● **Exercise brief**: Where in the listing does the word "NotFound" appear? Report each line that holds it.
══════════════════════════════
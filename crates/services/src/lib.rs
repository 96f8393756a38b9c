pub mod auth;
pub mod background;
pub mod dao;
pub mod notify;

pub use auth::AuthService;
pub use dao::*;
pub use notify::NotifyService;
use bson::{doc, oid::ObjectId, DateTime};
use mongodb::Database;
use serde::Serialize;
use worklink_db::models::{DeviceToken, Platform};

use super::base::{BaseDao, DaoError, DaoResult};

#[derive(Debug, Clone, Default)]
pub struct TokenMetadata {
    pub device_model: Option<String>,
    pub os_version: Option<String>,
    pub app_version: Option<String>,
}

#[derive(Debug, Clone, Serialize)]
pub struct TokenStats {
    pub total: u64,
    pub active: u64,
    pub ios: u64,
    pub android: u64,
}

pub struct DeviceTokenDao {
    pub base: BaseDao<DeviceToken>,
}

impl DeviceTokenDao {
    pub fn new(db: &Database) -> Self {
        Self {
            base: BaseDao::new(db, DeviceToken::COLLECTION),
        }
    }

    /// Registers a push endpoint. Re-registering an existing (user, token)
    /// pair reactivates it and refreshes the metadata; the unique index
    /// guarantees no duplicate is ever created.
    pub async fn register(
        &self,
        user_id: ObjectId,
        platform: Platform,
        token: &str,
        metadata: TokenMetadata,
    ) -> DaoResult<DeviceToken> {
        let now = DateTime::now();

        let existing = self
            .base
            .find_one(doc! { "user_id": user_id, "token": token })
            .await?;

        if let Some(existing) = existing {
            let id = existing.id.ok_or(DaoError::NotFound)?;
            self.base
                .update_by_id(
                    id,
                    doc! { "$set": {
                        "platform": platform.as_str(),
                        "device_model": metadata.device_model.clone(),
                        "os_version": metadata.os_version.clone(),
                        "app_version": metadata.app_version.clone(),
                        "is_active": true,
                        "last_used_at": now,
                        "updated_at": now,
                    } },
                )
                .await?;
            return self.base.find_by_id(id).await;
        }

        let device_token = DeviceToken {
            id: None,
            user_id,
            platform,
            token: token.to_string(),
            device_model: metadata.device_model,
            os_version: metadata.os_version,
            app_version: metadata.app_version,
            is_active: true,
            last_used_at: now,
            created_at: now,
            updated_at: now,
        };
        match self.base.insert_one(&device_token).await {
            Ok(id) => self.base.find_by_id(id).await,
            // Concurrent registration of the same token: reactivate the
            // winner's row instead.
            Err(e) if e.is_duplicate_key() => {
                self.base
                    .update_one(
                        doc! { "user_id": user_id, "token": token },
                        doc! { "$set": { "is_active": true, "last_used_at": now, "updated_at": now } },
                    )
                    .await?;
                self.base
                    .find_one(doc! { "user_id": user_id, "token": token })
                    .await?
                    .ok_or(DaoError::NotFound)
            }
            Err(e) => Err(e),
        }
    }

    pub async fn find_active(&self, user_id: ObjectId) -> DaoResult<Vec<DeviceToken>> {
        self.base
            .find_many(
                doc! { "user_id": user_id, "is_active": true },
                Some(doc! { "last_used_at": -1 }),
            )
            .await
    }

    pub async fn deactivate(&self, id: ObjectId, user_id: ObjectId) -> DaoResult<()> {
        let updated = self
            .base
            .update_one(
                doc! { "_id": id, "user_id": user_id },
                doc! { "$set": { "is_active": false, "updated_at": DateTime::now() } },
            )
            .await?;
        if !updated {
            // Either unknown id or already inactive; verify existence.
            self.base.find_by_id_for_user(id, user_id).await?;
        }
        Ok(())
    }

    pub async fn deactivate_all(&self, user_id: ObjectId) -> DaoResult<u64> {
        self.base
            .update_many(
                doc! { "user_id": user_id, "is_active": true },
                doc! { "$set": { "is_active": false, "updated_at": DateTime::now() } },
            )
            .await
    }

    /// Soft-deactivation for tokens the provider reported as permanently
    /// unregistered. Keyed by token value since providers echo the token,
    /// not our id.
    pub async fn deactivate_by_token(&self, token: &str) -> DaoResult<u64> {
        self.base
            .update_many(
                doc! { "token": token, "is_active": true },
                doc! { "$set": { "is_active": false, "updated_at": DateTime::now() } },
            )
            .await
    }

    pub async fn stats(&self, user_id: ObjectId) -> DaoResult<TokenStats> {
        Ok(TokenStats {
            total: self.base.count(doc! { "user_id": user_id }).await?,
            active: self
                .base
                .count(doc! { "user_id": user_id, "is_active": true })
                .await?,
            ios: self
                .base
                .count(doc! { "user_id": user_id, "platform": "ios", "is_active": true })
                .await?,
            android: self
                .base
                .count(doc! { "user_id": user_id, "platform": "android", "is_active": true })
                .await?,
        })
    }

    /// Hard-deletes tokens that have been inactive past the retention window.
    /// Only the scheduled cleanup calls this.
    pub async fn purge_inactive(&self, inactive_since: DateTime) -> DaoResult<u64> {
        self.base
            .hard_delete(doc! {
                "is_active": false,
                "last_used_at": { "$lt": inactive_since },
            })
            .await
    }
}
══════════════════════════════
● **Written reply**:
            let id = existing.id.ok_or(DaoError::NotFound)?;
                    .ok_or(DaoError::NotFound)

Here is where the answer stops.